What is the future of journalism in Mexico, and does it even exist? If so, in what context?
Will Mexico become a country that distorts the facts, reports the truth or turns a blind eye to its problems?
Mexico is considered one of the most dangerous countries in the world for journalists. In the state of Veracruz, more than ten journalists have been killed since 2010. Between January and September 2013, more than 225 attacks on journalists were reported in Mexico. These attacks do not take into account those who have disappeared or were too afraid to report their attack. With death threats against foreign correspondents, kidnappings and killings of local journalists and most recently the tracking and killing of citizen journalists the future of journalism in Mexico seems uncertain.
There are journalists and bloggers who seem unabashed by the risk of reporting the truth, but there are those who have chosen silence.
With thousands of journalists forced to adopt the “see no evil, hear no evil, speak no evil” mantra, is there a reliable source for news in Mexico? Already thousands of people have turned to online social media pages to read about issues in their area that are not being reported by the local or state newspapers. Valor Por Tamaulipas, Blog Del Narco and local Twitter and Facebook pages are some of the sites residents use to find out what is going on in Mexico.

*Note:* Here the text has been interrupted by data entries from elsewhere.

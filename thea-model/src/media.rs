use std::path::{Path, PathBuf};

use chrono::{DateTime, Utc};
use serde::{Deserialize, Serialize};

use crate::ids::{ExternalId, MediaId, SeasonId, SeriesId};

/// A standalone feature film backed by one source file.
#[derive(Debug, Clone, PartialEq, Serialize, Deserialize)]
pub struct Movie {
    pub id: MediaId,
    /// Catalogue identifier, unique among movies.
    pub external_id: ExternalId,
    pub title: String,
    pub adult: bool,
    /// Absolute path of the ingested source file, unique across all media.
    pub source_path: PathBuf,
    pub frame_width: u32,
    pub frame_height: u32,
    pub runtime_secs: u32,
    pub created_at: DateTime<Utc>,
    pub updated_at: DateTime<Utc>,
}

/// A television series. Carries no source file of its own; episodes do.
#[derive(Debug, Clone, PartialEq, Serialize, Deserialize)]
pub struct Series {
    pub id: SeriesId,
    /// Catalogue identifier, unique among series.
    pub external_id: ExternalId,
    pub title: String,
    pub adult: bool,
    pub created_at: DateTime<Utc>,
    pub updated_at: DateTime<Utc>,
}

/// One season of a series. References its series upward by id only.
#[derive(Debug, Clone, PartialEq, Serialize, Deserialize)]
pub struct Season {
    pub id: SeasonId,
    pub series_id: SeriesId,
    pub external_id: ExternalId,
    pub title: String,
    pub number: u32,
    pub created_at: DateTime<Utc>,
    pub updated_at: DateTime<Utc>,
}

/// One episode backed by one source file. References its season upward by id.
#[derive(Debug, Clone, PartialEq, Serialize, Deserialize)]
pub struct Episode {
    pub id: MediaId,
    pub season_id: SeasonId,
    pub external_id: ExternalId,
    pub title: String,
    pub number: u32,
    pub source_path: PathBuf,
    pub frame_width: u32,
    pub frame_height: u32,
    pub runtime_secs: u32,
    pub created_at: DateTime<Utc>,
    pub updated_at: DateTime<Utc>,
}

/// Polymorphic wrapper treated uniformly by workflow matching and the
/// transcode scheduler. A container is either movie-shaped or episode-shaped;
/// the episode shape carries its season and series so evaluation never has to
/// chase references.
#[derive(Debug, Clone, PartialEq, Serialize, Deserialize)]
pub enum MediaContainer {
    Movie(Movie),
    Episode {
        episode: Episode,
        season: Season,
        series: Series,
    },
}

impl MediaContainer {
    pub fn id(&self) -> MediaId {
        match self {
            Self::Movie(movie) => movie.id,
            Self::Episode { episode, .. } => episode.id,
        }
    }

    pub fn title(&self) -> &str {
        match self {
            Self::Movie(movie) => &movie.title,
            Self::Episode { episode, .. } => &episode.title,
        }
    }

    pub fn source_path(&self) -> &Path {
        match self {
            Self::Movie(movie) => &movie.source_path,
            Self::Episode { episode, .. } => &episode.source_path,
        }
    }

    /// File name component of the source path, if it has one.
    pub fn source_name(&self) -> Option<&str> {
        self.source_path().file_name().and_then(|name| name.to_str())
    }

    pub fn source_extension(&self) -> Option<&str> {
        self.source_path().extension().and_then(|ext| ext.to_str())
    }

    pub fn frame_height(&self) -> u32 {
        match self {
            Self::Movie(movie) => movie.frame_height,
            Self::Episode { episode, .. } => episode.frame_height,
        }
    }

    pub fn frame_width(&self) -> u32 {
        match self {
            Self::Movie(movie) => movie.frame_width,
            Self::Episode { episode, .. } => episode.frame_width,
        }
    }

    pub fn series_title(&self) -> Option<&str> {
        match self {
            Self::Movie(_) => None,
            Self::Episode { series, .. } => Some(&series.title),
        }
    }

    pub fn season_title(&self) -> Option<&str> {
        match self {
            Self::Movie(_) => None,
            Self::Episode { season, .. } => Some(&season.title),
        }
    }

    pub fn season_number(&self) -> Option<u32> {
        match self {
            Self::Movie(_) => None,
            Self::Episode { season, .. } => Some(season.number),
        }
    }

    pub fn episode_number(&self) -> Option<u32> {
        match self {
            Self::Movie(_) => None,
            Self::Episode { episode, .. } => Some(episode.number),
        }
    }

    pub fn is_movie(&self) -> bool {
        matches!(self, Self::Movie(_))
    }
}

There seemed to be a recent trend in citizen journalism, but the safety and anonymity of online reporting comes into question especially since the most recent killing of well-known online reporter “Felina.” Is there a safe way or even viable way to report the truth in Mexico anymore?
Will the violence waged by the cartels awaken in the Mexican people a sleeping giant whose mouthpiece will be heard all over the world?